Police/Fire

Accused Huntington burglar charged with attempted jailbreak

By REBECCA EVERETT
@GazetteRebecca
Daily Hampshire Gazette
NORTHAMPTON — A Hampshire County Jail inmate accused of killing a poodle during an Easthampton burglary allegedly made his bid for freedom last month, using parts of a pair of nail clippers to dig through the concrete ceiling of his cell and create a 6-by-9-inch hole that opened into a crawl space.
Angel Villanueva, 38, of Springfield, pleaded not guilty in Northampton District Court Friday to charges of vandalism and attempting to escape a penal institution. Judge W. Michael Goggins ordered him held on $10,000 bail on the new charges, though Villanueva is already being held in the jail on a total of $40,000 bail on charges related to three break-ins.
Villanueva has been in the jail since October awaiting trial. He faces charges related to an Oct. 11, 2014, Huntington housebreak and subsequent police chase, and two September 2014 break-ins in Easthampton — including one in which he allegedly killed the homeowners’ toy poodle.

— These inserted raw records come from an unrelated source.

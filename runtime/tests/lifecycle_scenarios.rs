//! Integration tests for the lifecycle tracker
//!
//! Replays the request patterns the tracker is meant to make visible and
//! checks the resulting event log.

#![allow(clippy::unwrap_used, clippy::expect_used, clippy::panic)] // Test code can use unwrap/expect/panic

use inflight_core::{Key, RequestEvent, SimulatedFetcher};
use inflight_runtime::{FetchPolicy, LifecycleTracker, RequestMode, TrackerConfig};
use inflight_testing::{init_test_tracing, CountingFetcher, SteppingClock, TEST_FETCH_DELAY};
use std::time::Duration;

// ============================================================================
// Test Fixtures
// ============================================================================

type TestFetcher = CountingFetcher<SimulatedFetcher<SteppingClock>>;

fn tracker() -> (LifecycleTracker<SteppingClock>, TestFetcher) {
    init_test_tracing();
    let clock = SteppingClock::default();
    let fetcher = CountingFetcher::new(SimulatedFetcher::new(clock.clone()));
    let config = TrackerConfig::default().with_fetch_delay(TEST_FETCH_DELAY);
    (LifecycleTracker::with_fetcher(clock, fetcher.clone(), config), fetcher)
}

fn sources(events: &[RequestEvent]) -> Vec<&str> {
    events.iter().map(|e| e.source.as_str()).collect()
}

// ============================================================================
// Scenarios
// ============================================================================

#[tokio::test]
async fn loading_flag_is_not_a_dedupe_key() {
    let (tracker, fetcher) = tracker();

    let mut direct = tracker.request("A", RequestMode::Direct).await.unwrap();
    assert!(tracker.loading().await);

    // Guarding on the global flag blocks an unrelated key
    if tracker.loading().await {
        tracker
            .push_event(RequestEvent::new(
                "bad-dedupe:B",
                Key::from("B"),
                chrono::Utc::now(),
                "bad-dedupe-block",
            ))
            .await
            .unwrap();
    }

    direct.wait().await;

    let events = tracker.events().await;
    assert_eq!(
        sources(&events),
        vec!["thunk-fulfilled", "bad-dedupe-block", "thunk-pending"]
    );
    assert_eq!(fetcher.calls_for("B"), 0);
}

#[tokio::test]
async fn direct_twice_fetches_twice() {
    let (tracker, fetcher) = tracker();

    let mut first = tracker.request("A", RequestMode::Direct).await.unwrap();
    let mut second = tracker.request("A", RequestMode::Direct).await.unwrap();
    first.wait().await;
    second.wait().await;

    let events = tracker.events().await;
    assert_eq!(events.len(), 4);
    assert_eq!(&sources(&events)[2..], ["thunk-pending", "thunk-pending"]);
    assert_eq!(fetcher.calls_for("A"), 2);
}

#[tokio::test]
async fn dedupe_twice_fetches_once() {
    let (tracker, fetcher) = tracker();

    let mut first = tracker.request("A", RequestMode::Dedupe).await.unwrap();
    let mut second = tracker.request("A", RequestMode::Dedupe).await.unwrap();
    first.wait().await;
    second.wait().await;

    let events = tracker.events().await;
    assert_eq!(
        sources(&events),
        vec!["dedupe-fulfilled", "dedupe-fulfilled", "dedupe-pending", "dedupe-pending"]
    );
    assert_eq!(fetcher.calls_for("A"), 1);
}

#[tokio::test]
async fn manual_direct_dedupe_shares_result() {
    let (tracker, fetcher) = tracker();
    let coordinator = tracker.coordinator().clone();

    let first = coordinator.fetch_with_dedupe("A");
    let second = coordinator.fetch_with_dedupe("A");
    let (first, second) = tokio::join!(first, second);

    for (result, source) in [(first, "manual-direct"), (second, "manual-direct-2")] {
        let result = result.unwrap();
        tracker
            .push_event(RequestEvent::new(
                format!("{source}:{}", result.key),
                result.key,
                result.timestamp,
                source,
            ))
            .await
            .unwrap();
    }

    let events = tracker.events().await;
    assert_eq!(sources(&events), vec!["manual-direct-2", "manual-direct"]);
    assert_eq!(events[0].timestamp, events[1].timestamp);
    assert_eq!(fetcher.calls_for("A"), 1);
}

#[tokio::test]
async fn aba_policy_divergence_through_tracker() {
    let (tracker, _) = tracker();

    for policy in [FetchPolicy::Dedupe, FetchPolicy::CancelPrevious] {
        tracker.clear_events().await.unwrap();
        let mode = RequestMode::Policy(policy);

        let mut a1 = tracker.request("A", mode).await.unwrap();
        let mut b = tracker.request("A-B", mode).await.unwrap();
        let mut a2 = tracker.request("A", mode).await.unwrap();
        for request in [&mut a1, &mut b, &mut a2] {
            request.wait().await;
        }

        let events = tracker.events().await;
        let a1_rejected = events.iter().any(|e| e.id == format!("rejected:{}", a1.id));
        match policy {
            FetchPolicy::Dedupe => assert!(!a1_rejected),
            FetchPolicy::CancelPrevious => assert!(a1_rejected),
        }
        assert!(events.iter().any(|e| e.id == format!("fulfilled:{}", a2.id)));
        assert!(events.iter().any(|e| e.id == format!("fulfilled:{}", b.id)));
        assert_eq!(tracker.coordinator().in_flight_count(), 0);
    }
}

#[tokio::test]
async fn subscriber_sees_every_terminal_transition() {
    let (tracker, _) = tracker();
    let mut rx = tracker.subscribe();

    let first = tracker.request("A", RequestMode::Dedupe).await.unwrap();
    let second = tracker.request("B", RequestMode::Direct).await.unwrap();

    let mut settled = Vec::new();
    for _ in 0..2 {
        let action = tokio::time::timeout(Duration::from_secs(1), rx.recv())
            .await
            .unwrap()
            .unwrap();
        settled.push(action.request_id().unwrap());
    }

    assert!(settled.contains(&first.id));
    assert!(settled.contains(&second.id));
}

For now, Villanueva is being held in an isolation cell — a 30-day sanction imposed by the disciplinary board at the Hampshire County Jail and House of Correction. The board found him responsible for violating numerous jail rules in his attempted break, according to Patrick Cahillane, the jail’s assistant superintendent.
Cahillane said he does not know how long Villanueva was allegedly scraping away at the ceiling of his cell — but, he said, “it had to have taken awhile.”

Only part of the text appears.